Charles Bonnet syndrome is an underrecognized disease that involves visual hallucinations in visually impaired patients. We present the cases of three patients who experienced complex visual hallucinations following various pathomechanisms. In two cases, diagnosis showed coexistence of occipital lobe damage with ocular damage, while in the third case it showed occipital lobe damage with retrobulbar optic neuritis. Theories of pathogenesis and the neuroanatomical basis of complex visual hallucinations are discussed and supported by literature review.

1. Introduction

Visual hallucinations may accompany many neurological and psychiatric disorders. There have been much controversy and disagreement regarding the diagnostic significance of ocular pathology, neurological disease, and the cognitive state in the occurrence of complex visual hallucinations. It was referred that stimulation of occipital lobe (area 17) leads to elementary hallucinations (e.g., photopsia), whereas that of occipitotemporal and occipitoparietal lobes (areas 18 and 19) was related to complex hallucinations (moving items, objects, and scenes) [1, 2]. The term pseudohallucinations means the involuntary experience (not a result of external stimuli) which is recognized by the person as unreal. Visual illusion is discrepancies between one’s perception of an object or event and its actual state. Most frequently, visual hallucinations are regarded in Charles Bonnet syndrome, commonly induced by retinal disease, for example, age-related macular degeneration or other disturbances affecting the peripheral visual pathway. In 1760, Charles Bonnet first described in his essay how his 87-year-old grandfather, who had cataract surgery in both eyes, experienced spontaneous occurrence of formed visual hallucinations. Bonnet himself suffered from a painful loss of vision of unknown origin. During his retirement, he experienced visual hallucinations with many of the characteristics of the syndrome that bears his name. The term Charles Bonnet syndrome was coined in 1967 by George de Morsier [3]. Currently, detailed radiological examinations, such as single photon emission computed tomography (SPECT), are used to detect an asymmetrical perfusion in the temporal lobe, the parietooccipital region, and the brainstem in patients with Charles Bonnet syndrome [4].

2. Case Report

2.1. Case 1

A 65-year-old man with a prosthetic left eye (ocular trauma in childhood) underwent surgery of a proliferative process of the left lung (lobectomy with partial resection of the 2nd and 3rd ribs) with subsequent radiotherapy. Following the treatment, the patient reported throbbing headaches located in the temporal area and persisting for about three months. In addition, the patient had pseudohallucinations and visual illusions occurring for about 5 months. The illusions took the form of a ghost image, people with “second lips,” and “flower-like” and “lamp-like” images (Figures 1(a) and 1(b)).

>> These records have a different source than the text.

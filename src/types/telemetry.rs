//! Telemetry packet and derived craft attitude.
//!
//! The phone lies flat on the craft, screen up, with its top edge pointing
//! either at the nose or at the tail. Raw readings are kept in the phone's
//! sensor frame (x right, y toward the top edge, z out of the screen); craft
//! attitude and rates are derived on demand for a given [`Mounting`].

use serde::{Deserialize, Serialize};

use crate::error::Result;

/// Three-axis sensor reading.
#[derive(Debug, Clone, Copy, Default, PartialEq, Serialize, Deserialize)]
pub struct Vector3 {
    pub x: f64,
    pub y: f64,
    pub z: f64,
}

impl Vector3 {
    /// Creates a new vector.
    #[must_use]
    pub const fn new(x: f64, y: f64, z: f64) -> Self {
        Self { x, y, z }
    }

    /// Dot product.
    #[must_use]
    pub fn dot(self, other: Self) -> f64 {
        self.x.mul_add(other.x, self.y.mul_add(other.y, self.z * other.z))
    }
}

/// Unit quaternion from a rotation-vector sensor (device to world frame).
#[derive(Debug, Clone, Copy, PartialEq, Serialize, Deserialize)]
pub struct Quaternion {
    pub w: f64,
    pub x: f64,
    pub y: f64,
    pub z: f64,
}

impl Default for Quaternion {
    fn default() -> Self {
        Self::IDENTITY
    }
}

impl Quaternion {
    /// No rotation.
    pub const IDENTITY: Self = Self {
        w: 1.0,
        x: 0.0,
        y: 0.0,
        z: 0.0,
    };

    /// Creates a new quaternion.
    #[must_use]
    pub const fn new(w: f64, x: f64, y: f64, z: f64) -> Self {
        Self { w, x, y, z }
    }

    /// Rotation of `degrees` about a device axis.
    #[must_use]
    pub fn from_axis_angle(axis: Vector3, degrees: f64) -> Self {
        let half = degrees.to_radians() / 2.0;
        let norm = axis.dot(axis).sqrt();
        let s = half.sin() / norm;
        Self::new(half.cos(), axis.x * s, axis.y * s, axis.z * s)
    }

    /// Rotates a device-frame vector into the world frame.
    #[must_use]
    pub fn rotate(self, v: Vector3) -> Vector3 {
        let Self { w, x, y, z } = self;
        Vector3 {
            x: (1.0 - 2.0 * (y * y + z * z)) * v.x
                + 2.0 * (x * y - w * z) * v.y
                + 2.0 * (x * z + w * y) * v.z,
            y: 2.0 * (x * y + w * z) * v.x
                + (1.0 - 2.0 * (x * x + z * z)) * v.y
                + 2.0 * (y * z - w * x) * v.z,
            z: 2.0 * (x * z - w * y) * v.x
                + 2.0 * (y * z + w * x) * v.y
                + (1.0 - 2.0 * (x * x + y * y)) * v.z,
        }
    }
}

/// GPS fix.
#[derive(Debug, Clone, Copy, Default, PartialEq, Serialize, Deserialize)]
pub struct Location {
    /// Latitude in decimal degrees.
    pub latitude: f64,
    /// Longitude in decimal degrees.
    pub longitude: f64,
    /// Horizontal accuracy in meters.
    pub accuracy: f64,
    /// Bearing in degrees.
    pub bearing: f64,
    /// Altitude in meters.
    pub altitude: f64,
}

/// How the phone is mounted on the craft.
#[derive(Debug, Clone, Copy, Default, PartialEq, Eq)]
pub enum Mounting {
    /// Top edge of the phone points at the nose.
    #[default]
    FacingNose,
    /// Top edge of the phone points at the tail.
    FacingTail,
}

impl Mounting {
    /// Maps the "phone faces nose" flag to a mounting.
    #[must_use]
    pub const fn from_facing_nose(facing_nose: bool) -> Self {
        if facing_nose {
            Self::FacingNose
        } else {
            Self::FacingTail
        }
    }

    /// Craft forward, right and up axes in the phone's frame.
    const fn axes(self) -> (Vector3, Vector3, Vector3) {
        let up = Vector3::new(0.0, 0.0, 1.0);
        match self {
            Self::FacingNose => (Vector3::new(0.0, 1.0, 0.0), Vector3::new(1.0, 0.0, 0.0), up),
            Self::FacingTail => (
                Vector3::new(0.0, -1.0, 0.0),
                Vector3::new(-1.0, 0.0, 0.0),
                up,
            ),
        }
    }
}

/// Craft attitude in degrees.
///
/// Roll is positive right wing down, pitch positive nose up, yaw is the
/// heading clockwise from north in `[0, 360)`.
#[derive(Debug, Clone, Copy, Default, PartialEq)]
pub struct Attitude {
    pub roll: f64,
    pub pitch: f64,
    pub yaw: f64,
}

/// Craft angular rates in degrees per second, same sign convention as
/// [`Attitude`].
#[derive(Debug, Clone, Copy, Default, PartialEq)]
pub struct Rates {
    pub roll: f64,
    pub pitch: f64,
    pub yaw: f64,
}

/// Sensor snapshot sent by the craft.
#[derive(Debug, Clone, Default, PartialEq, Serialize, Deserialize)]
#[serde(default, rename_all = "camelCase")]
pub struct TelemetryPacket {
    /// Angular velocity in rad/s.
    #[serde(skip_serializing_if = "Option::is_none")]
    pub angular_velocity: Option<Vector3>,
    /// Barometric pressure in hPa.
    #[serde(skip_serializing_if = "Option::is_none")]
    pub pressure: Option<f64>,
    /// Linear acceleration in m/s².
    #[serde(skip_serializing_if = "Option::is_none")]
    pub acceleration: Option<Vector3>,
    /// Magnetic field in µT.
    #[serde(skip_serializing_if = "Option::is_none")]
    pub magnetic_field: Option<Vector3>,
    /// Raw orientation.
    #[serde(skip_serializing_if = "Option::is_none")]
    pub orientation: Option<Quaternion>,
    /// Location fix.
    #[serde(skip_serializing_if = "Option::is_none")]
    pub location: Option<Location>,
}

impl TelemetryPacket {
    /// Parses a packet from its text form.
    pub fn parse(text: &str) -> Result<Self> {
        Ok(serde_json::from_str(text)?)
    }

    /// Serializes the packet to its text form.
    pub fn to_text(&self) -> Result<String> {
        Ok(serde_json::to_string(self)?)
    }

    /// Craft attitude, if orientation is present.
    #[must_use]
    pub fn attitude(&self, mounting: Mounting) -> Option<Attitude> {
        let q = self.orientation?;
        let (forward, right, up) = mounting.axes();
        let forward = q.rotate(forward);
        let right = q.rotate(right);
        let up = q.rotate(up);

        let yaw = forward.x.atan2(forward.y).to_degrees().rem_euclid(360.0);
        Some(Attitude {
            roll: (-right.z).atan2(up.z).to_degrees(),
            pitch: forward.z.clamp(-1.0, 1.0).asin().to_degrees(),
            yaw,
        })
    }

    /// Craft angular rates, if angular velocity is present.
    #[must_use]
    pub fn rates(&self, mounting: Mounting) -> Option<Rates> {
        let omega = self.angular_velocity?;
        let (forward, right, up) = mounting.axes();
        Some(Rates {
            roll: omega.dot(forward).to_degrees(),
            pitch: omega.dot(right).to_degrees(),
            yaw: -omega.dot(up).to_degrees(),
        })
    }
}

#[cfg(test)]
mod tests {
    use super::*;

    const EPS: f64 = 1e-9;

    fn tilted(axis: Vector3, degrees: f64) -> TelemetryPacket {
        TelemetryPacket {
            orientation: Some(Quaternion::from_axis_angle(axis, degrees)),
            ..TelemetryPacket::default()
        }
    }

    #[test]
    fn test_level_attitude() {
        let packet = tilted(Vector3::new(0.0, 0.0, 1.0), 0.0);
        let attitude = packet.attitude(Mounting::FacingNose).unwrap();
        assert!(attitude.roll.abs() < EPS);
        assert!(attitude.pitch.abs() < EPS);
        assert!(attitude.yaw.abs() < EPS);
    }

    #[test]
    fn test_roll_sign_follows_mounting() {
        // Rotating about the phone's long axis drops its right edge.
        let packet = tilted(Vector3::new(0.0, 1.0, 0.0), 30.0);

        let nose = packet.attitude(Mounting::FacingNose).unwrap();
        assert!((nose.roll - 30.0).abs() < 1e-6);
        assert!(nose.pitch.abs() < 1e-6);

        let tail = packet.attitude(Mounting::FacingTail).unwrap();
        assert!((tail.roll + 30.0).abs() < 1e-6);
    }

    #[test]
    fn test_pitch_and_yaw() {
        let nose_up = tilted(Vector3::new(1.0, 0.0, 0.0), 20.0);
        let attitude = nose_up.attitude(Mounting::FacingNose).unwrap();
        assert!((attitude.pitch - 20.0).abs() < 1e-6);
        assert!((nose_up.attitude(Mounting::FacingTail).unwrap().pitch + 20.0).abs() < 1e-6);

        // Turning counter-clockwise (seen from above) by 90 degrees faces west.
        let west = tilted(Vector3::new(0.0, 0.0, 1.0), 90.0);
        assert!((west.attitude(Mounting::FacingNose).unwrap().yaw - 270.0).abs() < 1e-6);
        assert!((west.attitude(Mounting::FacingTail).unwrap().yaw - 90.0).abs() < 1e-6);
    }

    #[test]
    fn test_rates() {
        let packet = TelemetryPacket {
            angular_velocity: Some(Vector3::new(0.0, 1.0, 0.5)),
            ..TelemetryPacket::default()
        };

        let nose = packet.rates(Mounting::FacingNose).unwrap();
        assert!((nose.roll - 1.0_f64.to_degrees()).abs() < EPS);
        assert!(nose.pitch.abs() < EPS);
        assert!((nose.yaw + 0.5_f64.to_degrees()).abs() < EPS);

        let tail = packet.rates(Mounting::FacingTail).unwrap();
        assert!((tail.roll + 1.0_f64.to_degrees()).abs() < EPS);
    }

    #[test]
    fn test_missing_readings() {
        let packet = TelemetryPacket::default();
        assert!(packet.attitude(Mounting::FacingNose).is_none());
        assert!(packet.rates(Mounting::FacingNose).is_none());
        assert_eq!(packet.to_text().unwrap(), "{}");
    }

    #[test]
    fn test_telemetry_text_round_trip() {
        let packet = TelemetryPacket {
            angular_velocity: Some(Vector3::new(0.1, -0.2, 0.3)),
            pressure: Some(1013.25),
            orientation: Some(Quaternion::IDENTITY),
            location: Some(Location {
                latitude: 52.5,
                longitude: 13.4,
                accuracy: 4.0,
                bearing: 90.0,
                altitude: 34.0,
            }),
            ..TelemetryPacket::default()
        };

        let text = packet.to_text().unwrap();
        assert!(text.contains("\"angularVelocity\""));
        assert!(!text.contains("magneticField"));
        assert_eq!(TelemetryPacket::parse(&text).unwrap(), packet);
    }
}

On the other hand, pseudo-hallucinations were of human or animal shadows that moved over building rooftops and trams. They also had the form of letters appearing on walls, sweets, and flowers (Figures 1(c) and 1(d)). The patient also mentioned seeing an image of a square with smaller flashing squares inside it.

Neurological examination revealed discrete paresis of the right hand, Babinski symptom, weakened knee reflexes, and no left ankle reflex. A CT scan of the head with administration of contrast medium and an MRI revealed a metastatic change in the left occipital irregular zone surrounded by an area of oedema of the white matter (Figures 2(a) and 2(b)). The patient was diagnosed with paracentral scotoma in the visual field related to the blind spot, located in the lower temporal quadrant, and lower sensitivity of the peripheral retina. The bottom of the cornea of the left eye was raised, resulting in blurred line vision. Visual evoked response testing showed prolonged latency and reduced amplitude of the left eye.

2.2. Case 2

An 84-year-old woman with a history of blindness of the right eye after cataract surgery was admitted to the Neurological Department due to visual disturbances. During the previous 2 months, she had reported seeing different people from her dreams, who seemed even more “real” when she was awake. Her condition leads to psychiatric consultation, which did not reveal any abnormalities. Two days prior to admission to our department, she started to experience simple colour phenomena. (She saw tricolour moving bands on a white wall.) On her way to hospital, she saw images of old-fashioned and vividly dressed children, a domed castle with a high tower, and nonexisting litter, boxes, and cases scattered in the street. She was able to give detailed descriptions of the clothes, colours, and movement of the items (Figures 3(a)3(d)). She also suffered from hypertension and atrial fibrillation.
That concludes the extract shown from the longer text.